[THE TASK] After finding the line containing "filename crates/soldocs-chain/src/retry.rs" below, please output that line and each following one through the line containing "times, backing off", exactly as written.

(DATA EXTRACT Opens)

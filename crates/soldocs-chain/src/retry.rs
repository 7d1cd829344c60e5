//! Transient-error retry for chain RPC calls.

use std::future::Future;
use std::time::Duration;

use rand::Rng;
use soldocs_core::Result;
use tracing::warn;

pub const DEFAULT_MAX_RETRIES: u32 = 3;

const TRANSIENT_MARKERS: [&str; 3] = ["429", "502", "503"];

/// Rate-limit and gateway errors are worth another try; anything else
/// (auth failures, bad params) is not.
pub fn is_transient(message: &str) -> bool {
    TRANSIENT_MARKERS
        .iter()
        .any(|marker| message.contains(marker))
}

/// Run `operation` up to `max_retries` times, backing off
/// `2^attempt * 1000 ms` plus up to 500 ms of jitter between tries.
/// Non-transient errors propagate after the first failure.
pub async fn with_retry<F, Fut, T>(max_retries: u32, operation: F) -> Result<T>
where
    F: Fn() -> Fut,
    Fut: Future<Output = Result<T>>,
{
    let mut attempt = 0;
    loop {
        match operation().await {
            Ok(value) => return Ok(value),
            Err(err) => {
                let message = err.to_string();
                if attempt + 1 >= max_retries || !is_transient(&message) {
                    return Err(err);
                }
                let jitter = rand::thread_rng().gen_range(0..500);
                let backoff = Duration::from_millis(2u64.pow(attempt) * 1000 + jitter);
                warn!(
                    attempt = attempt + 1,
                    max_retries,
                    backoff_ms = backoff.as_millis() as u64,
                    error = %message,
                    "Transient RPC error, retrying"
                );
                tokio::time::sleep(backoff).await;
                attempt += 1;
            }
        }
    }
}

(DATA EXTRACT Closes)
(DATA EXTRACT Opens)

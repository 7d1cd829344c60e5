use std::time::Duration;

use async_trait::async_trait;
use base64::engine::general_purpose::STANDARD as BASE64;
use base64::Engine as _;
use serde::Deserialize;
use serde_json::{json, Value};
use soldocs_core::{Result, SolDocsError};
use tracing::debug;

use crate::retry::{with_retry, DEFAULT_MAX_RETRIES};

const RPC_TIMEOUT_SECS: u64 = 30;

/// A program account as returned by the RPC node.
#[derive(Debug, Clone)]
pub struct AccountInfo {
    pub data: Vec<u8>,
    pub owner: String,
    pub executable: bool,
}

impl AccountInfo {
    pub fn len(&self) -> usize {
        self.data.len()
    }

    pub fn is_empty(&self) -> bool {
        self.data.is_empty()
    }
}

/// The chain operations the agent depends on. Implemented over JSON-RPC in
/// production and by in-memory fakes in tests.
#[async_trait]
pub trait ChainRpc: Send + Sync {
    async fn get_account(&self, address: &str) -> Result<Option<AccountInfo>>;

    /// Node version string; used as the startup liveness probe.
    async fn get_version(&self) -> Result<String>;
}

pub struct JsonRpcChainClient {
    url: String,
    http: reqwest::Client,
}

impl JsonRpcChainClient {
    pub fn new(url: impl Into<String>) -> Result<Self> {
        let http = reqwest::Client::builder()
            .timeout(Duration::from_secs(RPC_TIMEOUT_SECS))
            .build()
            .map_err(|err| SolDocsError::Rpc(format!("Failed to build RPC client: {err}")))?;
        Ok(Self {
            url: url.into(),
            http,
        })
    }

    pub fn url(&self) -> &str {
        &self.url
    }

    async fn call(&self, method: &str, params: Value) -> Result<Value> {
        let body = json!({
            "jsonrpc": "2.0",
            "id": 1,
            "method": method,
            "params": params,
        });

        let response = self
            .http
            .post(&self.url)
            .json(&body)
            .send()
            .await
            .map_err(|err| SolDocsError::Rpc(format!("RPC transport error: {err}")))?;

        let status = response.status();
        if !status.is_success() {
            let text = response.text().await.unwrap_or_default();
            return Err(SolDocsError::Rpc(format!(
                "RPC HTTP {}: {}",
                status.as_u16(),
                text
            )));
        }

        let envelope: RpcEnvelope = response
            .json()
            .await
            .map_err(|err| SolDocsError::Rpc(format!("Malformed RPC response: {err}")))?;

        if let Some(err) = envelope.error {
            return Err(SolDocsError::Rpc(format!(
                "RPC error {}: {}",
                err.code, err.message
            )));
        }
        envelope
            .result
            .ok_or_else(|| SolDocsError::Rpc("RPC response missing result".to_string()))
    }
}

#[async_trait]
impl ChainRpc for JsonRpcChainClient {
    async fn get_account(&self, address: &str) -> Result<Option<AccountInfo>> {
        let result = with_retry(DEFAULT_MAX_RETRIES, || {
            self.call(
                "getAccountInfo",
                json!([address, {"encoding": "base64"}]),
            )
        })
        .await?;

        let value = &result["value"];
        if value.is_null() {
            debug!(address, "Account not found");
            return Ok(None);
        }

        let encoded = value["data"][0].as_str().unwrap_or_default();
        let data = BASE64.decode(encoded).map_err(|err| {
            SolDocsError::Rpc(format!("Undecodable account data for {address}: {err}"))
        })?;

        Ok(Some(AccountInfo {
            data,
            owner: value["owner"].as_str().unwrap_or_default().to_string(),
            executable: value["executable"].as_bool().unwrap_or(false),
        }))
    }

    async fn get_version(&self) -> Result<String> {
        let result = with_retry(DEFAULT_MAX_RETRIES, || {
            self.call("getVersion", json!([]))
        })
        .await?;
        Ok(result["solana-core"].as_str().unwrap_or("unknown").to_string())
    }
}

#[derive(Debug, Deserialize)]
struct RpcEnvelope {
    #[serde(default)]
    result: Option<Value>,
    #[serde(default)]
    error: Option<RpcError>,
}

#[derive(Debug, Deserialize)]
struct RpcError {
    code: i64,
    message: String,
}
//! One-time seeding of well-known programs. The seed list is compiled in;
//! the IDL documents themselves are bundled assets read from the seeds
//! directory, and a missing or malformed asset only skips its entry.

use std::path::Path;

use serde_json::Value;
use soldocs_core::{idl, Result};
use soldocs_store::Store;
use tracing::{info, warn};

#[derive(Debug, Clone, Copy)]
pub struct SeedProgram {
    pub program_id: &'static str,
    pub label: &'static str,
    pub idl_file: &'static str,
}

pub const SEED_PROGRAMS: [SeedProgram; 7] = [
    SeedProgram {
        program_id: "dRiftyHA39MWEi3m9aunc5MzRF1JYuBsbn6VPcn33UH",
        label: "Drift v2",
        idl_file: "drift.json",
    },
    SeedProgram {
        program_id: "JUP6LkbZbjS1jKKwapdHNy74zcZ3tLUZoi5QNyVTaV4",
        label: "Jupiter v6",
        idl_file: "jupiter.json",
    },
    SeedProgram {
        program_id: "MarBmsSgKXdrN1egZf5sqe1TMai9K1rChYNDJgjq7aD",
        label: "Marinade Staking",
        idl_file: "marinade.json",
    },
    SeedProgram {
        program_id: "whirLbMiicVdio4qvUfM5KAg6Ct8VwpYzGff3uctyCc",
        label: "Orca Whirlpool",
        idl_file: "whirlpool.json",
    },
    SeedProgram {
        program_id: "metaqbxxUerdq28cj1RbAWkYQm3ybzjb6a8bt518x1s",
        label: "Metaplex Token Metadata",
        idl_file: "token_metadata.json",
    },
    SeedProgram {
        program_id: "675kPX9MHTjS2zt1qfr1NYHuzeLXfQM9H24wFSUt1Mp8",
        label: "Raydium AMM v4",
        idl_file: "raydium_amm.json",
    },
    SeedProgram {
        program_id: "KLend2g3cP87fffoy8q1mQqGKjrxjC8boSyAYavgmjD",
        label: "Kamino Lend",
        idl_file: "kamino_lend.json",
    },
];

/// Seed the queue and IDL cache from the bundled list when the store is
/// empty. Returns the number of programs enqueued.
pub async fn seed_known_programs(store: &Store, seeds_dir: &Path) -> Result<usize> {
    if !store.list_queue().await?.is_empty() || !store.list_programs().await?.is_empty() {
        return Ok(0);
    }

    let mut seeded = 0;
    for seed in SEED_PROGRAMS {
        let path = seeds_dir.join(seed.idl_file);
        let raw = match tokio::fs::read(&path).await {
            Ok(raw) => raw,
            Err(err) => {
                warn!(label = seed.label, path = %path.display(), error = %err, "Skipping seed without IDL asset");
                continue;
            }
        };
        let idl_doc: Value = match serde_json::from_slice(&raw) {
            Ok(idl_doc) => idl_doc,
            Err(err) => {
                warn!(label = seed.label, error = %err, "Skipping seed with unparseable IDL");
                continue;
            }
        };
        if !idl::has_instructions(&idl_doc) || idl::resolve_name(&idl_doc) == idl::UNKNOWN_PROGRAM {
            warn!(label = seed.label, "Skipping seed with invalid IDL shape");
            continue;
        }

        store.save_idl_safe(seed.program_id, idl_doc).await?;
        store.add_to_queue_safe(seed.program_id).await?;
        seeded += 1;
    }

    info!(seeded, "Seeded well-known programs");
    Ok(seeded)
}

(DATA EXTRACT Closes)
(DATA EXTRACT Opens)

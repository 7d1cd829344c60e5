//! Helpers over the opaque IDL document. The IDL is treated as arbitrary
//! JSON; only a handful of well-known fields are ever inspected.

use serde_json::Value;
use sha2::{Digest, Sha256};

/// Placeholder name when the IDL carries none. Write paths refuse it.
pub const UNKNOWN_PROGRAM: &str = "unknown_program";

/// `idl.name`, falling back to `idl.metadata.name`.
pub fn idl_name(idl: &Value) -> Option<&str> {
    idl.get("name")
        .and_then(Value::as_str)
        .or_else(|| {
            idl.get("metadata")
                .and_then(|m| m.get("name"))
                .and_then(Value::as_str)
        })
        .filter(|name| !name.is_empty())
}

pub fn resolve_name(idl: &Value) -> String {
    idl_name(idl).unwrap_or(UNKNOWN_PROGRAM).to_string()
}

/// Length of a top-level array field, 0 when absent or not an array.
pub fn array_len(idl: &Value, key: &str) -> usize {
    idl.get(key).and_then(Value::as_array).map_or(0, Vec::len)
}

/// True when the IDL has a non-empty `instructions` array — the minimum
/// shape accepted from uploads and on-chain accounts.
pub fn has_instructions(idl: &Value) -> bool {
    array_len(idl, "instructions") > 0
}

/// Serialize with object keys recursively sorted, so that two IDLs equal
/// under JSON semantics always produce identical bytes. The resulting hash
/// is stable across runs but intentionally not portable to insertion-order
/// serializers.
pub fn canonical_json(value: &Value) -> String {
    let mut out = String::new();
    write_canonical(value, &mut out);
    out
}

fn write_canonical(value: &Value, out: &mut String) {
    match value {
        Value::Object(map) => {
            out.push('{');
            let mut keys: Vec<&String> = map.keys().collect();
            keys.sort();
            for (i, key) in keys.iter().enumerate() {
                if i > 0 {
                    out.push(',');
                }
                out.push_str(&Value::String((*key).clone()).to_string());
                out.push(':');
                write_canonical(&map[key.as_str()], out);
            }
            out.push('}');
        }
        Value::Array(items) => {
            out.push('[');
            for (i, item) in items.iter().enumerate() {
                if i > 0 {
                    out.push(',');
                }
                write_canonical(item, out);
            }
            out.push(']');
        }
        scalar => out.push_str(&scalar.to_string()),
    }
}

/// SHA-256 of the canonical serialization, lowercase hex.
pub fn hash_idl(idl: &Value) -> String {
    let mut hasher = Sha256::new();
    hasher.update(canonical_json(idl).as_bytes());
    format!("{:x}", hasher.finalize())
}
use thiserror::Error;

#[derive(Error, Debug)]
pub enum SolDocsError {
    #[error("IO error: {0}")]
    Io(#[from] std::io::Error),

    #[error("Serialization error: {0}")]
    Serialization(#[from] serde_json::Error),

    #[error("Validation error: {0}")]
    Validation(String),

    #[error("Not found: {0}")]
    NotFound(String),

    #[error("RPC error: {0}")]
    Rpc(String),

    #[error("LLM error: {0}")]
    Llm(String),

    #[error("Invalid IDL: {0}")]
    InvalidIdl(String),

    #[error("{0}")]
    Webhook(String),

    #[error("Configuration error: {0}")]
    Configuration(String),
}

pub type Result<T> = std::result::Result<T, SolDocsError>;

(DATA EXTRACT Closes)

[SOLUTION FOR THIS TASK]
filename crates/soldocs-chain/src/retry.rs
repository 7d1cd829344c60e5
//! Transient-error retry for chain RPC calls.

use std::future::Future;
use std::time::Duration;

use rand::Rng;
use soldocs_core::Result;
use tracing::warn;

pub const DEFAULT_MAX_RETRIES: u32 = 3;

const TRANSIENT_MARKERS: [&str; 3] = ["429", "502", "503"];

/// Rate-limit and gateway errors are worth another try; anything else
/// (auth failures, bad params) is not.
pub fn is_transient(message: &str) -> bool {
    TRANSIENT_MARKERS
        .iter()
        .any(|marker| message.contains(marker))
}

/// Run `operation` up to `max_retries` times, backing off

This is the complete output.